*** Opening of Exercise data ***

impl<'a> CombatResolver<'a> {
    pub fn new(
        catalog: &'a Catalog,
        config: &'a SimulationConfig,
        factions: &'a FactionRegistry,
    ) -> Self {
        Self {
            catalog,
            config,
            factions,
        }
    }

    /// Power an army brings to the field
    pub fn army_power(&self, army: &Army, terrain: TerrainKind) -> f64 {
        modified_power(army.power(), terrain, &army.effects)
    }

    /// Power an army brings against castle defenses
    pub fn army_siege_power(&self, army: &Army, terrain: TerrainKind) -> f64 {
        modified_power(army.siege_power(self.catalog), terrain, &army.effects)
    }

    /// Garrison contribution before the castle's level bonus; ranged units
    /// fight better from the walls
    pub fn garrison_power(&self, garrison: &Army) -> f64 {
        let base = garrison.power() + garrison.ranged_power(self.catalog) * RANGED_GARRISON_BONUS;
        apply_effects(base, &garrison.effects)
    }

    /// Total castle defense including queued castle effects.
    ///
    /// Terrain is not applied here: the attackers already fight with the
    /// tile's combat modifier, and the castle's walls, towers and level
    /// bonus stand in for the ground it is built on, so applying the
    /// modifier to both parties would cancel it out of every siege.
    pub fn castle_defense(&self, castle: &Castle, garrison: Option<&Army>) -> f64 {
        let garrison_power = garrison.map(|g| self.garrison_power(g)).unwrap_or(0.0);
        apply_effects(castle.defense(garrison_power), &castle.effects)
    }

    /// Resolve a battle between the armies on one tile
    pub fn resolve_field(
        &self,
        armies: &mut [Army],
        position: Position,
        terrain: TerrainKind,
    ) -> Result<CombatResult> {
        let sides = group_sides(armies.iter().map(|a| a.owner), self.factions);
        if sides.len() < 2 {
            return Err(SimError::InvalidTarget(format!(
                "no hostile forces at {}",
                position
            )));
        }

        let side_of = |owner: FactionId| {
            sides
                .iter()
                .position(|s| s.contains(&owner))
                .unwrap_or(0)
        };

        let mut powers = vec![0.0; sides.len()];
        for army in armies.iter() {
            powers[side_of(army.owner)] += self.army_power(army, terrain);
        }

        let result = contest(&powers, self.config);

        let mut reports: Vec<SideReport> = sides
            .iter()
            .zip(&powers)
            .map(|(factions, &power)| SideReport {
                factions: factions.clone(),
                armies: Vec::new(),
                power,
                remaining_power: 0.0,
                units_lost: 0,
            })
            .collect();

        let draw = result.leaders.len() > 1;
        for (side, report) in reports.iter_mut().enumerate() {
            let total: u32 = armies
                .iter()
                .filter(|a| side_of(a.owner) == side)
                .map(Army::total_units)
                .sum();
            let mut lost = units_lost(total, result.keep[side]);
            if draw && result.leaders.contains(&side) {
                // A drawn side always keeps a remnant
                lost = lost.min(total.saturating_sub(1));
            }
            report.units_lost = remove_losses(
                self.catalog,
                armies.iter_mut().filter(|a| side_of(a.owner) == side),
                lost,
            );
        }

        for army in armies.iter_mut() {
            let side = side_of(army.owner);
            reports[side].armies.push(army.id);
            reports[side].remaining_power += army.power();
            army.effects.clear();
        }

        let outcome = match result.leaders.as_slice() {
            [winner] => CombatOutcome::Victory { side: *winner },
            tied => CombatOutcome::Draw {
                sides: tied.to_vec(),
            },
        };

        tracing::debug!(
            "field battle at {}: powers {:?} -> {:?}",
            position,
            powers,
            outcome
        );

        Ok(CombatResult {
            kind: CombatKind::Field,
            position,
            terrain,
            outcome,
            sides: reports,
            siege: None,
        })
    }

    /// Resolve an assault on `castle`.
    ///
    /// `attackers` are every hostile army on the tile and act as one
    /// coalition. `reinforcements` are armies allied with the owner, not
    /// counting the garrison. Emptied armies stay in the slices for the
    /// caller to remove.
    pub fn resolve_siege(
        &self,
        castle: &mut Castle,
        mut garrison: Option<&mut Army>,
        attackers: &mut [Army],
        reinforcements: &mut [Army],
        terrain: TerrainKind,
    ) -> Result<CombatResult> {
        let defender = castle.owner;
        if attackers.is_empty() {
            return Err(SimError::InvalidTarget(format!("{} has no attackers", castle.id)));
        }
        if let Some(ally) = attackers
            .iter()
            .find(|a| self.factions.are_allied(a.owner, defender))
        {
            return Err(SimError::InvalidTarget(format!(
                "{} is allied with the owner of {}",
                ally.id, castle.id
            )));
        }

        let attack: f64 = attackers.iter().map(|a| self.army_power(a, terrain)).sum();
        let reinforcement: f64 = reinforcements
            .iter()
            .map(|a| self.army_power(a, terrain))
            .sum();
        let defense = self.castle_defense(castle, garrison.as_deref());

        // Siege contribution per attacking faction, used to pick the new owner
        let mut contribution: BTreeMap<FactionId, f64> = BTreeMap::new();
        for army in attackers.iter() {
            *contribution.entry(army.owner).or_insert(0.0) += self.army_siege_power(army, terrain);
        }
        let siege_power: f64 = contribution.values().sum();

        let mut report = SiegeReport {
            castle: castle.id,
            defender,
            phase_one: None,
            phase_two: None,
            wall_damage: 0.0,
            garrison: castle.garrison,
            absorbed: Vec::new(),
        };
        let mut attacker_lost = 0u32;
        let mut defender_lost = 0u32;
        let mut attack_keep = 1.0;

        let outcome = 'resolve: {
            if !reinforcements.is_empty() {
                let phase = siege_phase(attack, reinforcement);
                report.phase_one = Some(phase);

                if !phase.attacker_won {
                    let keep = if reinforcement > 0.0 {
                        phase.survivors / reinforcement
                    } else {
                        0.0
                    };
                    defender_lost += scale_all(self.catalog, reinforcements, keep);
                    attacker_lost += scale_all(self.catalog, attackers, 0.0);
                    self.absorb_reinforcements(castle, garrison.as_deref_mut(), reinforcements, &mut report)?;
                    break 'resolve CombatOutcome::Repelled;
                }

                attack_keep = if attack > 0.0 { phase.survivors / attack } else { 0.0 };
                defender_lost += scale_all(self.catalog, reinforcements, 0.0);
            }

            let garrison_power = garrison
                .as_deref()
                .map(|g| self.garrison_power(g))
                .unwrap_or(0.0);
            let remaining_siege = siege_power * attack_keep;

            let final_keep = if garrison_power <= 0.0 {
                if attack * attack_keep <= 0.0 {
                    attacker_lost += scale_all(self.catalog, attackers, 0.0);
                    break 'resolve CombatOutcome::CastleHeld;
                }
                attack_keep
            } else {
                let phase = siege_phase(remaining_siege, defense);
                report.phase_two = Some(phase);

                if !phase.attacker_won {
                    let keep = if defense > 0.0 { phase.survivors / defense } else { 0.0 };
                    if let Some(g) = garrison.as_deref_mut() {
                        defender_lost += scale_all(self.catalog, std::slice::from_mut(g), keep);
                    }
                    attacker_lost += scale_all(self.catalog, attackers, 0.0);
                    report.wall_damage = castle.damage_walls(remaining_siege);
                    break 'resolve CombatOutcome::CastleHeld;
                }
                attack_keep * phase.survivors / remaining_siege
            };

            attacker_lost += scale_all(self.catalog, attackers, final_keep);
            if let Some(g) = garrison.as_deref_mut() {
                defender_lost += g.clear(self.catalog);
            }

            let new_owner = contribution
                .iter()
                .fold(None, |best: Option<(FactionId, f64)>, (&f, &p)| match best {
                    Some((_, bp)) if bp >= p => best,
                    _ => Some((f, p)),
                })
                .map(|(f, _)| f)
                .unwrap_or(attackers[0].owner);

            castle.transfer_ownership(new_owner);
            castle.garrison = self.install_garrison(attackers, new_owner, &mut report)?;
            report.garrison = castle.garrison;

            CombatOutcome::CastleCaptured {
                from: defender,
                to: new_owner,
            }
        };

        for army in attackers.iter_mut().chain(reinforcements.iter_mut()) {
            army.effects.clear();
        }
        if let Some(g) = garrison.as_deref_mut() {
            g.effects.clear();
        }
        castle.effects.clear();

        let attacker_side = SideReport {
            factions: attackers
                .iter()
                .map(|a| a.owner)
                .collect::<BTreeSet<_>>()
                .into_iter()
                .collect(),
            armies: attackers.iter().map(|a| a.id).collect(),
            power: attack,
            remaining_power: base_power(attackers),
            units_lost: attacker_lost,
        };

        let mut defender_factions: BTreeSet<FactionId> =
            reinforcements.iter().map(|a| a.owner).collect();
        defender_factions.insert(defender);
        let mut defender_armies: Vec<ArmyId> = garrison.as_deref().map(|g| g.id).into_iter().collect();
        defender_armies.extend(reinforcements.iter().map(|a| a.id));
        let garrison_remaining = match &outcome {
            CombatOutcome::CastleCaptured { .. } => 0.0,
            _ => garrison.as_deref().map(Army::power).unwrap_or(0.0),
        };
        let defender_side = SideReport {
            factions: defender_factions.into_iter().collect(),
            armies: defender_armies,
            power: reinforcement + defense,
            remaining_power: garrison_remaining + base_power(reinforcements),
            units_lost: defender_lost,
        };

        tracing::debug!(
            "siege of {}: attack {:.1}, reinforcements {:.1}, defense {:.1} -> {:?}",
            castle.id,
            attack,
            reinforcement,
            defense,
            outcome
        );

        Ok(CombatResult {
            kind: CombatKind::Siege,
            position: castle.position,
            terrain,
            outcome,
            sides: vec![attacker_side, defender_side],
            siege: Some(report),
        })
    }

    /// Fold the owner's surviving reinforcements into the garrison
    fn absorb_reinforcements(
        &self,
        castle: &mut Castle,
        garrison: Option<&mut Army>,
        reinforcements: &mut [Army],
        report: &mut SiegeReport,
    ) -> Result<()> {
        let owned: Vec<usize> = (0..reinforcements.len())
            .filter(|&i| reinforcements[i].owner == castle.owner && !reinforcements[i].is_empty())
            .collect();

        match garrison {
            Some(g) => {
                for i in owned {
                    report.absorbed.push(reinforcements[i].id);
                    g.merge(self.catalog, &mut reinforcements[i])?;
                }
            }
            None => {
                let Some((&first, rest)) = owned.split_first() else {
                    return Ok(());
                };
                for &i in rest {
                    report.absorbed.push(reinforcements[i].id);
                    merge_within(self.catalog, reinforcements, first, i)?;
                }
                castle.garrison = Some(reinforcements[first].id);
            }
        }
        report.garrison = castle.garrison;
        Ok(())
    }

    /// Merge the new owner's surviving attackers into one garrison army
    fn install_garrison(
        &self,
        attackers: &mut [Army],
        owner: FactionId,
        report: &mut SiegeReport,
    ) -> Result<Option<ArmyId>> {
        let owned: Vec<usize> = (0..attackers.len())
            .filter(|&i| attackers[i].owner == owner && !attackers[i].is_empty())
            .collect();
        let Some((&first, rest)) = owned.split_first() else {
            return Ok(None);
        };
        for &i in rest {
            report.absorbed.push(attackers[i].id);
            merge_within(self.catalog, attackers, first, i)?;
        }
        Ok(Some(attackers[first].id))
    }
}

*** Close of Exercise data ***

Exercise aim
Take each line in the listing that has the word "brings" and copy it.

Answer box
    /// Power an army brings to the field
    /// Power an army brings against castle defenses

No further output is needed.